Historically speaking, a lot of the "sex is bad" attitudes came hand-in-hand with the early church (read: Catholic) patristric writings that also ramped up misogyny. It was done, in large part, as a way to make the newly created institutional celibacy seem more attractive. If sex is bad and women are bad, why need them? Give them up and become a priest!
I kept trying to write about this -- and my thoughts and words got tangled - thanks for haveing a more organized brain, Chikat.
While my religious background did stress that sex outside of marriage was bad, it wasn't because sex was bad.
See, I just can't see this as a sex-positive message, no matter how much fun they might have said it would be once you got married.
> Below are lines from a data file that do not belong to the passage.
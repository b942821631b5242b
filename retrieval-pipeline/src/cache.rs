use std::collections::HashMap;
use std::sync::Arc;
use std::time::{Duration, Instant};

use tokio::sync::RwLock;

use crate::scoring::RankedItem;

pub const DEFAULT_SEARCH_CACHE_TTL: Duration = Duration::from_secs(60 * 60);

struct CacheEntry {
    results: Vec<RankedItem>,
    expires_at: Instant,
}

/// In-process result cache keyed by normalized query text.
///
/// Deliberately ephemeral: a restart starts cold and the next searches
/// recompute. Writes that change ranking inputs call `invalidate_all`,
/// everything else ages out on the TTL.
#[derive(Clone)]
pub struct SearchCache {
    entries: Arc<RwLock<HashMap<String, CacheEntry>>>,
    ttl: Duration,
}

impl SearchCache {
    pub fn new(ttl: Duration) -> Self {
        Self {
            entries: Arc::new(RwLock::new(HashMap::new())),
            ttl,
        }
    }

    pub async fn get(&self, key: &str) -> Option<Vec<RankedItem>> {
        let entries = self.entries.read().await;
        let entry = entries.get(key)?;
        if entry.expires_at <= Instant::now() {
            return None;
        }
        Some(entry.results.clone())
    }

    pub async fn put(&self, key: &str, results: Vec<RankedItem>) {
        let mut entries = self.entries.write().await;
        entries.insert(
            key.to_string(),
            CacheEntry {
                results,
                expires_at: Instant::now() + self.ttl,
            },
        );
    }

    pub async fn invalidate_all(&self) {
        let mut entries = self.entries.write().await;
        entries.clear();
    }
}

impl Default for SearchCache {
    fn default() -> Self {
        Self::new(DEFAULT_SEARCH_CACHE_TTL)
    }
}

#[cfg(test)]
mod tests {
    use super::*;

    #[tokio::test]
    async fn test_get_returns_what_was_put() {
        let cache = SearchCache::new(Duration::from_secs(60));
        assert!(cache.get("rust").await.is_none());

        cache.put("rust", vec![]).await;
        assert_eq!(cache.get("rust").await, Some(vec![]));
        assert!(cache.get("other").await.is_none());
    }

    #[tokio::test]
    async fn test_expired_entries_are_misses() {
        let cache = SearchCache::new(Duration::from_secs(0));
        cache.put("rust", vec![]).await;
        assert!(cache.get("rust").await.is_none());
    }

    #[tokio::test]
    async fn test_invalidate_all_clears_every_entry() {
        let cache = SearchCache::new(Duration::from_secs(60));
        cache.put("one", vec![]).await;
        cache.put("two", vec![]).await;

        cache.invalidate_all().await;
        assert!(cache.get("one").await.is_none());
        assert!(cache.get("two").await.is_none());
    }
}
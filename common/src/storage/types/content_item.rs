use crate::{
    error::AppError, storage::db::SurrealDbClient, stored_object, utils::text::sha256_hex,
};

stored_object!(ContentItem, "content_item", {
    external_id: String,
    title: String,
    slug: String,
    excerpt: String,
    body: String,
    category: String,
    tags: Vec<String>,
    priority: i64,
    #[serde(default)]
    embedding: Option<Vec<f32>>,
    content_hash: String,
    #[serde(
        serialize_with = "serialize_datetime",
        deserialize_with = "deserialize_datetime",
        default
    )]
    synced_at: DateTime<Utc>
});

/// Normalized source fields for one item, as produced by the sync pipeline.
#[derive(Debug, Clone, PartialEq)]
pub struct ContentFields {
    pub external_id: String,
    pub title: String,
    pub slug: String,
    pub excerpt: String,
    pub body: String,
    pub category: String,
    pub tags: Vec<String>,
}

impl ContentFields {
    pub fn embedding_input(&self) -> String {
        compose_embedding_input(&self.title, &self.category, &self.tags, &self.excerpt)
    }

    /// Digest of the fields the embedding is derived from. A changed digest
    /// is what marks an item for re-embedding.
    pub fn content_hash(&self) -> String {
        sha256_hex(&self.embedding_input())
    }
}

fn compose_embedding_input(title: &str, category: &str, tags: &[String], excerpt: &str) -> String {
    format!(
        "title: {}, category: {}, tags: {}, excerpt: {}",
        title,
        category,
        tags.join(", "),
        excerpt
    )
}

/// Result of one upsert: the stored record plus whether its embedded
/// fields differ from what was stored before.
#[derive(Debug, Deserialize)]
pub struct UpsertOutcome {
    pub item: ContentItem,
    pub changed: bool,
}

impl ContentItem {
    pub fn embedding_input(&self) -> String {
        compose_embedding_input(&self.title, &self.category, &self.tags, &self.excerpt)
    }

    /// Inserts or refreshes one item keyed by its external id.
    ///
    /// Re-running the same payload is a no-op apart from `synced_at`.
    /// `priority` and `embedding` are local state and survive refreshes,
    /// except that a changed content hash clears the embedding so the
    /// next backfill regenerates it from the new text.
    pub async fn upsert_from_source(
        db: &SurrealDbClient,
        fields: ContentFields,
        synced_at: DateTime<Utc>,
    ) -> Result<UpsertOutcome, AppError> {
        let content_hash = fields.content_hash();
        let now = surrealdb::sql::Datetime::from(Utc::now());

        let mut response = db
            .client
            .query(
                "UPSERT type::thing($table, $id) SET
                    embedding = IF content_hash = $content_hash THEN embedding ELSE NONE END,
                    external_id = $external_id,
                    title = $title,
                    slug = $slug,
                    excerpt = $excerpt,
                    body = $body,
                    category = $category,
                    tags = $tags,
                    content_hash = $content_hash,
                    priority = priority ?? 0,
                    synced_at = $synced_at,
                    created_at = created_at ?? $now,
                    updated_at = $now
                RETURN VALUE {
                    item: $after,
                    changed: $before.content_hash != $content_hash
                }",
            )
            .bind(("table", Self::table_name()))
            .bind(("id", fields.external_id.clone()))
            .bind(("external_id", fields.external_id))
            .bind(("title", fields.title))
            .bind(("slug", fields.slug))
            .bind(("excerpt", fields.excerpt))
            .bind(("body", fields.body))
            .bind(("category", fields.category))
            .bind(("tags", fields.tags))
            .bind(("content_hash", content_hash))
            .bind(("synced_at", surrealdb::sql::Datetime::from(synced_at)))
            .bind(("now", now))
            .await?;

        let outcome: Option<UpsertOutcome> = response.take(0)?;
        outcome.ok_or(AppError::Validation(
            "Failed to upsert content item".to_string(),
        ))
    }

    /// Sets the ranking priority of one item. Fails with `NotFound` for
    /// unknown external ids rather than creating a record.
    pub async fn set_priority(
        db: &SurrealDbClient,
        external_id: &str,
        priority: i64,
    ) -> Result<Self, AppError> {
        let updated: Option<Self> = db
            .client
            .query(
                "UPDATE type::thing($table, $id)
                SET priority = $priority,
                    updated_at = $now
                RETURN AFTER",
            )
            .bind(("table", Self::table_name()))
            .bind(("id", external_id.to_string()))
            .bind(("priority", priority))
            .bind(("now", surrealdb::sql::Datetime::from(Utc::now())))
            .await?
            .take(0)?;

        updated.ok_or(AppError::NotFound(format!(
            "No content item with external id {external_id}"
        )))
    }

    /// Stores an embedding for one item, but only while the content it was
    /// derived from is still current. Returns whether the write applied.
    pub async fn set_embedding(
        db: &SurrealDbClient,
        external_id: &str,
        content_hash: &str,
        embedding: Vec<f32>,
    ) -> Result<bool, AppError> {
        let updated: Option<Self> = db
            .client
            .query(
                "UPDATE type::thing($table, $id)
                SET embedding = $embedding,
                    updated_at = $now
                WHERE content_hash = $content_hash
                RETURN AFTER",
            )
            .bind(("table", Self::table_name()))
            .bind(("id", external_id.to_string()))
            .bind(("embedding", embedding))
            .bind(("content_hash", content_hash.to_string()))
            .bind(("now", surrealdb::sql::Datetime::from(Utc::now())))
            .await?
            .take(0)?;

        Ok(updated.is_some())
    }

    /// Items awaiting an embedding, oldest first.
    pub async fn missing_embeddings(db: &SurrealDbClient) -> Result<Vec<Self>, AppError> {
        let items: Vec<Self> = db
            .client
            .query("SELECT * FROM type::table($table) WHERE embedding = NONE ORDER BY updated_at ASC")
            .bind(("table", Self::table_name()))
            .await?
            .take(0)?;

        Ok(items)
    }

    /// Deletes items last confirmed by the source before `cutoff`.
    /// Only called after a sync run that walked the full corpus.
    pub async fn prune_not_seen_since(
        db: &SurrealDbClient,
        cutoff: DateTime<Utc>,
    ) -> Result<usize, AppError> {
        let removed: Vec<Self> = db
            .client
            .query("DELETE type::table($table) WHERE synced_at < $cutoff RETURN BEFORE")
            .bind(("table", Self::table_name()))
            .bind(("cutoff", surrealdb::sql::Datetime::from(cutoff)))
            .await?
            .take(0)?;

        Ok(removed.len())
    }
}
While my religious background did stress that sex outside of marriage was bad, it wasn't because sex was bad. Quite the opposite. Sex is a gift from God that should be saved and given to the right person (ie, spouse) and would be wonderful.
This is what we were taught, but it's some of the stuff that went along with it that I think was harmful. We (and by we I'm referring to my college fellowship group, not the Baptist church of my childhood) were taught that ANY expression of sexuality pre-marriage WHATSOEVER was a sin. Sexual fantasies were wrong. Masturbation was wrong. Reading romance novels, even relatively tame ones like traditional Regencies, was wrong. When dating, anything beyond holding hands and *maybe* the occasional chaste kiss was wrong. I knew several couples who intended their first kiss to be when they were pronounced husband and wife. Sex was a wonderful gift of God, but you weren't supposed to open it, nor even look at it too closely, until you were married.
So even though I
did
wait until my wedding night to actually have sex, I was and am a pretty big sinner by my collegiate standards.
I think that sex-is-bad may be more common now. But not from Church teachings.
I think it's since the advent of AIDS, scare-tactics/ heavily abstinence (even if not abstinance-only) SexEd is really common, and promotes pretty screwed-up attitudes toward sex. It kinda melds, in my head, with religious abstinence-preaching and forms this monlith, which I know is not really the case.